YOUR OBJECTIVE: Those lines of the material below that fall between its first line and the line with "let c = k as f64;", both included, are to be repeated exactly.

#### SOURCE MATERIAL ####

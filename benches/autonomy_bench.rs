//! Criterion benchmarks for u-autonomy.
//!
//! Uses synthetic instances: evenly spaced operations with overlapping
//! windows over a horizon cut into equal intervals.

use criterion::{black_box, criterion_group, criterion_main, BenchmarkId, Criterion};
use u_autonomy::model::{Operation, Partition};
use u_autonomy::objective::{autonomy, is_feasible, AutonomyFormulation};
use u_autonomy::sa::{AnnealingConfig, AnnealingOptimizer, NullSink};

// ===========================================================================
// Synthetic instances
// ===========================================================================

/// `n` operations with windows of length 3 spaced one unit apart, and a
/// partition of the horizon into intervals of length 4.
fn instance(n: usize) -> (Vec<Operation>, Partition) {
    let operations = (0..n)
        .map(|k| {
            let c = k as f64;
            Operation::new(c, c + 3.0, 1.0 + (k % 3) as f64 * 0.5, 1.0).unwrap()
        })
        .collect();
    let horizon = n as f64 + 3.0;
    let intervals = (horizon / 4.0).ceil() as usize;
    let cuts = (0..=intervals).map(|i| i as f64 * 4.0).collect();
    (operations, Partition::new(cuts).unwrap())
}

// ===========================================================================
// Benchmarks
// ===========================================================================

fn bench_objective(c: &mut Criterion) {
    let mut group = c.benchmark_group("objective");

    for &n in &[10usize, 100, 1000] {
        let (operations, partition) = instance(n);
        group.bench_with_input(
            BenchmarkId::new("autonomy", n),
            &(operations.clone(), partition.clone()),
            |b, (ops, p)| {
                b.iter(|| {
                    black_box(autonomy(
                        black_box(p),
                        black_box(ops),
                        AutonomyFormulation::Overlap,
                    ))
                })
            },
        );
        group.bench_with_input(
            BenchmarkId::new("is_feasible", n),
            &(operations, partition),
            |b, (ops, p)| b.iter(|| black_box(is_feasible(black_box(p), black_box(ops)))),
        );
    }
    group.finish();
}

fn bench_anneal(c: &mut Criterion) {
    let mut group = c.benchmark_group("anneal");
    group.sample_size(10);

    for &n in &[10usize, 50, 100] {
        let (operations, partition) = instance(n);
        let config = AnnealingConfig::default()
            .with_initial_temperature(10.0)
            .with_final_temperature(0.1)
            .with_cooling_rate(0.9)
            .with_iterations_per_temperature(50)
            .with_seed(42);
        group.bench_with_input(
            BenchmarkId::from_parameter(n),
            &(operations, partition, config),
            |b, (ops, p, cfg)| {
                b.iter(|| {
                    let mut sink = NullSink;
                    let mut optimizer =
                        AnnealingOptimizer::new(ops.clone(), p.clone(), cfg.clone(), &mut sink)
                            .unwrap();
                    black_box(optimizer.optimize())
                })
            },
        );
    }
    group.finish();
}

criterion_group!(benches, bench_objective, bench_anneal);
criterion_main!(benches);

####

RESPONSE FOR THIS EXERCISE:
filename benches/autonomy_bench.rs
//! Criterion benchmarks for u-autonomy.
//!
//! Uses synthetic instances: evenly spaced operations with overlapping
//! windows over a horizon cut into equal intervals.

use criterion::{black_box, criterion_group, criterion_main, BenchmarkId, Criterion};
use u_autonomy::model::{Operation, Partition};
use u_autonomy::objective::{autonomy, is_feasible, AutonomyFormulation};
use u_autonomy::sa::{AnnealingConfig, AnnealingOptimizer, NullSink};

// ===========================================================================
// Synthetic instances
// ===========================================================================

/// `n` operations with windows of length 3 spaced one unit apart, and a
/// partition of the horizon into intervals of length 4.
fn instance(n: usize) -> (Vec<Operation>, Partition) {
    let operations = (0..n)
        .map(|k| {
            let c = k as f64;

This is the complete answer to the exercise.